§ ACTION ITEM:
Work out how many lines in the entries contain the string "latches", and give nothing but that number.

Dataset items

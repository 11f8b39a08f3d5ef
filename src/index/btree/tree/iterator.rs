use std::sync::Arc;
use log::warn;

use crate::common::types::{PageId, Rid, INVALID_PAGE_ID};
use crate::index::btree::error::BTreeError;
use crate::index::btree::key::IndexKey;
use crate::index::btree::page::LeafPageRef;
use crate::index::btree::tree::base::BPlusTree;
use crate::storage::buffer::BufferPoolManager;

/// Forward iterator over the leaf chain in key order.
///
/// Holds no latches between advances: each step re-latches the current leaf
/// briefly, so a scan observes entries with read-committed semantics and
/// never blocks writers for longer than one access.
pub struct BPlusTreeIter<K: IndexKey> {
    bpm: Arc<BufferPoolManager>,
    page_id: PageId,
    index: usize,
    current: Option<(K, Rid)>,
}

enum Step<K> {
    Entry(PageId, usize, (K, Rid)),
    Follow(PageId),
}

impl<K: IndexKey> BPlusTreeIter<K> {
    pub(crate) fn new(
        bpm: Arc<BufferPoolManager>,
        page_id: PageId,
        index: usize,
        current: Option<(K, Rid)>,
    ) -> Self {
        Self {
            bpm,
            page_id,
            index,
            current,
        }
    }

    pub(crate) fn end_iter(bpm: Arc<BufferPoolManager>) -> Self {
        Self {
            bpm,
            page_id: INVALID_PAGE_ID,
            index: 0,
            current: None,
        }
    }

    pub fn is_end(&self) -> bool {
        self.current.is_none()
    }

    /// Move to the next entry, following the sibling pointer off the end of
    /// a leaf. The current leaf's latch is dropped before the next leaf is
    /// touched, so a scan never holds two latches at once. A failed page
    /// fetch ends the scan.
    fn advance(&mut self) {
        if self.page_id == INVALID_PAGE_ID {
            self.current = None;
            return;
        }

        // Stage one: the next entry within the current leaf, or the sibling
        // pointer to chase once this leaf's latch is back down
        let within = (|| -> Result<Step<K>, BTreeError> {
            let guard = self.bpm.fetch_page_read(self.page_id)?;
            let leaf = LeafPageRef::<K>::attach(guard.data())?;
            if self.index + 1 < leaf.size() {
                let index = self.index + 1;
                Ok(Step::Entry(
                    self.page_id,
                    index,
                    (leaf.key_at(index), leaf.rid_at(index)),
                ))
            } else {
                Ok(Step::Follow(leaf.next_page_id()))
            }
        })();

        let next_page = match within {
            Ok(Step::Entry(page_id, index, entry)) => {
                self.page_id = page_id;
                self.index = index;
                self.current = Some(entry);
                return;
            }
            Ok(Step::Follow(next)) => next,
            Err(e) => {
                warn!("index scan stopped early: {}", e);
                self.page_id = INVALID_PAGE_ID;
                self.current = None;
                return;
            }
        };

        if next_page == INVALID_PAGE_ID {
            self.page_id = INVALID_PAGE_ID;
            self.current = None;
            return;
        }

        // Stage two: first entry of the sibling leaf
        let first = (|| -> Result<Option<(K, Rid)>, BTreeError> {
            let guard = self.bpm.fetch_page_read(next_page)?;
            let leaf = LeafPageRef::<K>::attach(guard.data())?;
            if leaf.size() == 0 {
                return Ok(None);
            }
            Ok(Some((leaf.key_at(0), leaf.rid_at(0))))
        })();

        match first {
            Ok(Some(entry)) => {
                self.page_id = next_page;
                self.index = 0;
                self.current = Some(entry);
            }
            Ok(None) => {
                self.page_id = INVALID_PAGE_ID;
                self.current = None;
            }
            Err(e) => {
                warn!("index scan stopped early: {}", e);
                self.page_id = INVALID_PAGE_ID;
                self.current = None;
            }
        }
    }
}

impl<K: IndexKey> Iterator for BPlusTreeIter<K> {
    type Item = (K, Rid);

    fn next(&mut self) -> Option<Self::Item> {
        let item = self.current.take()?;
        self.advance();
        Some(item)
    }
}

impl<K: IndexKey> BPlusTree<K> {
    /// Iterator positioned at the smallest key
    pub fn begin(&self) -> Result<BPlusTreeIter<K>, BTreeError> {
        let guard = match self.find_leftmost_leaf_read()? {
            Some(guard) => guard,
            None => return Ok(BPlusTreeIter::end_iter(Arc::clone(&self.bpm))),
        };
        let leaf = LeafPageRef::<K>::attach(guard.data())?;
        if leaf.size() == 0 {
            return Ok(BPlusTreeIter::end_iter(Arc::clone(&self.bpm)));
        }
        let current = Some((leaf.key_at(0), leaf.rid_at(0)));
        Ok(BPlusTreeIter::new(
            Arc::clone(&self.bpm),
            guard.page_id(),
            0,
            current,
        ))
    }

    /// Iterator positioned at an exactly matching key, or the end iterator
    /// when the key is absent
    pub fn begin_at(&self, key: &K) -> Result<BPlusTreeIter<K>, BTreeError> {
        let guard = match self.find_leaf_read(key)? {
            Some(guard) => guard,
            None => return Ok(BPlusTreeIter::end_iter(Arc::clone(&self.bpm))),
        };
        let leaf = LeafPageRef::<K>::attach(guard.data())?;
        let index = match leaf.find(key) {
            Some(index) => index,
            None => return Ok(BPlusTreeIter::end_iter(Arc::clone(&self.bpm))),
        };
        let current = Some((leaf.key_at(index), leaf.rid_at(index)));
        Ok(BPlusTreeIter::new(
            Arc::clone(&self.bpm),
            guard.page_id(),
            index,
            current,
        ))
    }

    /// The end iterator
    pub fn end(&self) -> BPlusTreeIter<K> {
        BPlusTreeIter::end_iter(Arc::clone(&self.bpm))
    }
}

§ RESULT OF THIS EXERCISE:
2